The question of how diverse different breeds of domesticated animals may be has begun to be addressed with the completion of many "genome projects" directed towards household animals like dogs and cats.  Pigs are animals that are extremely important economically both historically and today, and that come in many different breeds throughout the world.  This species (Sus scrofu) arose from the common ancestor with wild boars about 1.2 million year ago, and then diverged into European pigs and Chinese pigs.  This was not a speciation event but a population one (similar in its way with the divergence between human races), which in pigs occurred sometime in the Pleistocene and possibly related to the last large glaciation event in the Northern Hemisphere (about 130,000 years ago).  These events were complete long before pigs were domesticated by humans, in both China and the Middle East, about 10,000 years ago.  China has almost one-third of the breeds of pigs in the world (~100 breeds), with there being a recognized difference in phenotype between pigs in the north and south of the country, inter alia, differences in thermoregulatory mechanisms that have adapted these pigs to their different environments.

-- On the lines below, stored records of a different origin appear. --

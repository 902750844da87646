//! Store contract for visitor identity resolution.
//!
//! The resolver is stateless between calls; every piece of durable state
//! lives behind [`VisitorStore`]. The contract assumes nothing stronger than
//! an eventually-consistent backing store: no read-your-writes, no
//! serializable isolation. Each verb must be individually retryable.

use chrono::{DateTime, Utc};
use thiserror::Error;
use vfp_behavior::BehavioralSignature;

mod memory;
mod records;

pub use memory::InMemoryStore;
pub use records::{FingerprintRecord, SessionRecord, VisitorIdentity};

#[derive(Debug, Error, Clone, PartialEq, Eq)]
pub enum StoreError {
    /// Backend unavailable or I/O failure. Retryable by the caller.
    #[error("store backend failure: {0}")]
    Backend(String),
    /// Write referenced a visitor the store has never seen.
    #[error("unknown visitor: {0}")]
    UnknownVisitor(String),
}

impl StoreError {
    pub fn backend(err: impl std::fmt::Display) -> Self {
        StoreError::Backend(err.to_string())
    }
}

/// The eight verbs the resolution core consumes.
///
/// `create_visitor` provides no distributed at-most-one-creation guarantee:
/// two racing first sightings of one device can both create an identity.
/// Callers needing that guarantee should key creation on a client-supplied
/// idempotency token at the store layer.
pub trait VisitorStore: Send + Sync {
    /// Exact-hash lookup: a single candidate or none.
    fn find_by_exact_hash(&self, exact_hash: &str) -> Result<Option<VisitorIdentity>, StoreError>;

    /// All fingerprints whose bucket at `position` equals `bucket_hash`, in
    /// first-seen order, truncated to `limit`.
    fn find_by_fuzzy_bucket(
        &self,
        position: usize,
        bucket_hash: &str,
        limit: usize,
    ) -> Result<Vec<FingerprintRecord>, StoreError>;

    fn get_visitor(&self, visitor_id: &str) -> Result<Option<VisitorIdentity>, StoreError>;

    /// Persist a freshly allocated identity together with its first
    /// fingerprint. The caller allocates both identifiers.
    fn create_visitor(
        &self,
        identity: &VisitorIdentity,
        fingerprint: &FingerprintRecord,
    ) -> Result<(), StoreError>;

    /// Attach an additional fingerprint to an existing visitor.
    fn associate_fingerprint(
        &self,
        visitor_id: &str,
        fingerprint: &FingerprintRecord,
    ) -> Result<(), StoreError>;

    fn update_behavioral_signature(
        &self,
        visitor_id: &str,
        signature: &BehavioralSignature,
        at: DateTime<Utc>,
    ) -> Result<(), StoreError>;

    fn record_session(&self, session: &SessionRecord) -> Result<(), StoreError>;

    /// Bump visit count and the hour/weekday histograms.
    fn update_visit_statistics(
        &self,
        visitor_id: &str,
        hour_bucket: u8,
        day_bucket: u8,
        at: DateTime<Utc>,
    ) -> Result<(), StoreError>;
}
//! Weighted similarity scorers over behavioral signatures.
//!
//! Both scorers are a weighted mean over only the feature pairs where both
//! sides carry signal; an absent-on-either-side pair is excluded from both
//! numerator and denominator rather than penalized as zero. A comparison with
//! no present pairs scores 0 (no evidence of similarity), never an error.

use crate::BehavioralSignature;

struct WeightedMean {
    numerator: f64,
    denominator: f64,
}

impl WeightedMean {
    fn new() -> Self {
        Self {
            numerator: 0.0,
            denominator: 0.0,
        }
    }

    fn add(&mut self, weight: f64, factor: Option<f64>) {
        if let Some(factor) = factor {
            self.numerator += weight * factor;
            self.denominator += weight;
        }
    }

    fn finish(self) -> f64 {
        if self.denominator > 0.0 {
            self.numerator / self.denominator
        } else {
            0.0
        }
    }
}

/// Relative-difference factor for a positive numeric pair: `1 - |a-b|/max`.
/// Either side at or below zero means "no signal" and omits the pair.
fn relative(a: f64, b: f64) -> Option<f64> {
    if a <= 0.0 || b <= 0.0 {
        return None;
    }
    Some(1.0 - (a - b).abs() / a.max(b))
}

/// Absolute-difference factor for a unit-interval pair, floored at zero.
fn absolute_unit(a: f64, b: f64) -> Option<f64> {
    if a <= 0.0 || b <= 0.0 {
        return None;
    }
    Some((1.0 - (a - b).abs()).max(0.0))
}

/// Exact-match factor for categorical pairs; empty means "no signal".
fn exact(a: &str, b: &str) -> Option<f64> {
    if a.is_empty() || b.is_empty() {
        return None;
    }
    Some(if a == b { 1.0 } else { 0.0 })
}

/// Same-device, suspected-different-user similarity. Leans on interaction
/// style signals that differ between humans sharing one machine.
pub fn behavioral_similarity(a: &BehavioralSignature, b: &BehavioralSignature) -> f64 {
    let mut mean = WeightedMean::new();
    mean.add(0.3, relative(a.typing_wpm, b.typing_wpm));
    mean.add(0.2, absolute_unit(a.typing_rhythm, b.typing_rhythm));
    mean.add(0.2, relative(a.pointer_velocity, b.pointer_velocity));
    mean.add(0.15, exact(&a.click_pattern, &b.click_pattern));
    mean.add(0.1, exact(&a.timezone_pattern, &b.timezone_pattern));
    mean.add(0.05, exact(&a.keyboard_language, &b.keyboard_language));
    mean.finish()
}

/// Same-user, different-device similarity. Pointer and click signals are
/// device-specific and deliberately excluded.
pub fn cross_device_similarity(a: &BehavioralSignature, b: &BehavioralSignature) -> f64 {
    let mut mean = WeightedMean::new();
    mean.add(0.4, relative(a.typing_wpm, b.typing_wpm));
    mean.add(0.3, absolute_unit(a.typing_rhythm, b.typing_rhythm));
    mean.add(0.2, exact(&a.timezone_pattern, &b.timezone_pattern));
    mean.add(0.1, exact(&a.keyboard_language, &b.keyboard_language));
    mean.finish()
}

Nature GeneticsNow a group led by researchers from Jiangxi Agricultural College* has sequenced genomes of 69 pigs (Sus scrofa) from different parts of China, specifically 15 geographically distinct regions, as reported in Nature Genetics ("Adaptation and possible ancient interspecies introgression in pigs identified by whole-genome sequencing," Nature Genetics (2015) (Published online 26 January 2015)).  These pigs were members of eleven "geographically diverse" breed plus three populations of wild boar, which included the breeds Bamaxiang, Wuzhishan, and Luchuan and southern Chinese wild boars (comprising the southern population); and Erhualian, Hetao, Laiwu, Min, Tibetan (Gansu), Tibetan (Sichuan) Tibetan (Tibet), and Tibetan (Yunnan) breeds and the northern Chinese wild boar (comprising the northern population; although the Tibetan pigs are at similar latitudes as the southern populations their elevation is closer in climate to the northern pigs).

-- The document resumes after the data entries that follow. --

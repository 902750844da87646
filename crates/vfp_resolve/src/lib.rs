//! Identity resolution over visitor fingerprints.
//!
//! Orchestrates canonicalization, LSH bucket matching, and behavioral
//! scoring into the decision protocol that answers: is this visitor one we
//! have already seen, and with what confidence?

mod matcher;
mod metrics;
mod resolver;
mod types;

pub use metrics::{set_resolve_metrics, ResolveMetrics};
pub use resolver::IdentityResolver;
pub use types::{MatchKind, ResolutionResult, ResolveError, ResolverConfig};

The types of studies reported by the Jiangxi group have been used (on pigs and other species) to identify "genomic signature of selection" indicative of domestication (wherein both natural selection and artificial (human) selection has been at work).  This work extends that to individuals in distinct populations within a species to identify such signatures related to geographic condition-related adaptations.

While there were a variety of interesting results to this study, one broad conclusion these authors made is that pigs have adapted to a hot and wet vs. a cold and dry climate that is unique to China in view of its geographic range.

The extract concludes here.